A modest attempt at measuring and communicating about quality
UNECE Work Session on Statistical Data Editing, Paris, 2014
A handbook on validation methodology. Metrics.
New and Emerging Methods
« Survey on PRODCOM data collection in other MS
Presentation transcript:

Theme (i): New and emerging methods UNITED NATIONS ECONOMIC COMMISSION FOR EUROPE CONFERENCE OF EUROPEAN STATISTICIANS Work Session on Statistical Data Editing 24-26 April 2017 The Hague, Netherlands New perspectives for data editing in the context of new data sources and data integration Theme (i): New and emerging methods

New and emerging methods This topic aims to bring together contributions that include innovative ideas and applications related to various aspects of editing and imputation. Of special interest are methods for the detection and amendment of errors in alternative or new data sources, including administrative and big data, either on their own or in combination with survey data. They should also highlight the expected impact that new methods might have on the statistical agency, including how they contribute to standardizing concepts, terminology, methods, data structures and the quality of its data products.

Seven papers 1/2 Correcting for misclassification under edit restrictions in combined survey- register data using Multiple Imputation Latent Class modelling (MILC) – Netherlands. Multi source data: how to include a covariate when the LC model is constructed by using the ‘three-step’ approach. Simplifying constraints in data editing – Netherlands. How algorithms from Operation Research and Artificial Intelligence can be used to simplify real-life edit sets. An automatic procedure for selecting weights in kNN imputation – Austria. Selection of proper weights for the distance variables when applying k-Nearest- Neighbour imputation for different kinds of variables. Imputation methods satisfying constraints – Netherlands. An overview of imputation methods that satisfy edit restrictions and/or constraints due to known or previously estimated totals.

Seven papers 2/2 Evaluating the quality of business survey data before and after automatic editing – Netherlands. Evaluating the measurement quality of automatic editing methods by modelling the residual measurement errors in the data. Computational estimates of data editing related variance – Netherlands. The process of data editing is considered to be a part of the estimator. The purpose is to estimate the total variance of the estimator that include the stochastic contribution due to the editing steps. A comparison of Kokic and Bell and conditional bias methods for outlier treatment – France. Comparing two outlier treatment methods in a simulation study on real data with a complicated sampling design.

Enjoy the presentations!

Discussion 1/3 MILC method by ‘three-step’ approach: is covariate variable considered free-error or not? Could more covariates be included? Simplifying constraints in data editing: how efficient is it in terms of both costs and time? Despite the constraint simplification such algorithms are not often applied in the field of data editing. Why? Selecting weights in kNN imputation: the Lasso weights are set equal to 1 for all variables with non-zero regression coefficients. Why not differentiate by using the respective coefficients themselves as weights?

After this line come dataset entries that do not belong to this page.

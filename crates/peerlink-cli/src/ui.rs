//! UI utilities for PeerLink CLI.

use std::io::{self, Write};
use std::time::Duration;

use tokio::sync::watch;

use peerlink_core::client::{TransferProgress, TransferState};
use peerlink_core::file::format_size;

const RULE_WIDTH: usize = 60;

/// Parse a duration string like "5m", "30s", or "1h".
pub fn parse_duration(s: &str) -> Option<Duration> {
    let s = s.trim();
    if s.is_empty() {
        return None;
    }

    if let Some(num_str) = s.strip_suffix("ms") {
        let num: u64 = num_str.parse().ok()?;
        Some(Duration::from_millis(num))
    } else if let Some(num_str) = s.strip_suffix('m') {
        let num: u64 = num_str.parse().ok()?;
        Some(Duration::from_secs(num * 60))
    } else if let Some(num_str) = s.strip_suffix('s') {
        let num: u64 = num_str.parse().ok()?;
        Some(Duration::from_secs(num))
    } else if let Some(num_str) = s.strip_suffix('h') {
        let num: u64 = num_str.parse().ok()?;
        Some(Duration::from_secs(num * 3600))
    } else {
        None
    }
}

/// Horizontal rule used between table sections.
pub fn rule() -> String {
    "─".repeat(RULE_WIDTH)
}

/// Format a transfer rate from bytes and elapsed time.
pub fn format_rate(bytes: u64, elapsed: Duration) -> String {
    let secs = elapsed.as_secs_f64();
    if secs <= f64::EPSILON {
        return "--".to_string();
    }
    #[allow(clippy::cast_possible_truncation, clippy::cast_sign_loss, clippy::cast_precision_loss)]
    let rate = (bytes as f64 / secs) as u64;
    format!("{}/s", format_size(rate))
}

/// Print download progress until it completes or fails.
pub async fn display_progress(mut rx: watch::Receiver<TransferProgress>) {
    let mut last_state = rx.borrow().state;

    loop {
        if rx.changed().await.is_err() {
            break;
        }

        let progress = rx.borrow().clone();

        if progress.state != last_state {
            last_state = progress.state;

            match progress.state {
                TransferState::Transferring => {
                    println!("  Receiving {}...", progress.file_name);
                }
                TransferState::Verifying => {
                    println!();
                    println!("  Verifying SHA-256...");
                }
                TransferState::Completed | TransferState::Failed => break,
                TransferState::Connecting | TransferState::Requesting => {}
            }
        }

        if progress.state == TransferState::Transferring {
            let pct = progress.percentage().unwrap_or(0.0);
            let total = progress
                .total_bytes
                .map_or_else(|| "?".to_string(), format_size);

            print!(
                "\r  [{:>6.2}%] {} / {} - {}    ",
                pct,
                format_size(progress.bytes_transferred),
                total,
                format_rate(progress.bytes_transferred, progress.started_at.elapsed())
            );
            let _ = io::stdout().flush();
        }
    }
}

Discussion 2/3 An overview of imputation methods: an ‘‘ideal’’ imputation method has not been found, nor does it exist. As always, an imputation method can be good for something, but bad for others. Should the choice to impute or to weight be treated just as a practical question? Evaluating the quality of business survey: consider the following automatic editing procedure: “in case of potential errors, set the changeable value(s) to that of the most reliable unchangeable input source” – how would this method look under the same evaluation approach? Generally, how to distinguish numerical consistency from truthfulness?

Discussion 3/3 Data editing related variance: (for the audience) are there experiences with estimating imputation variance at NSI’s? What methods are used? Is the proposed method an option? Outlier treatment: both methods give similar results. Which one is going to be applied? Are there theoretical or practical reasons to choose one over the other?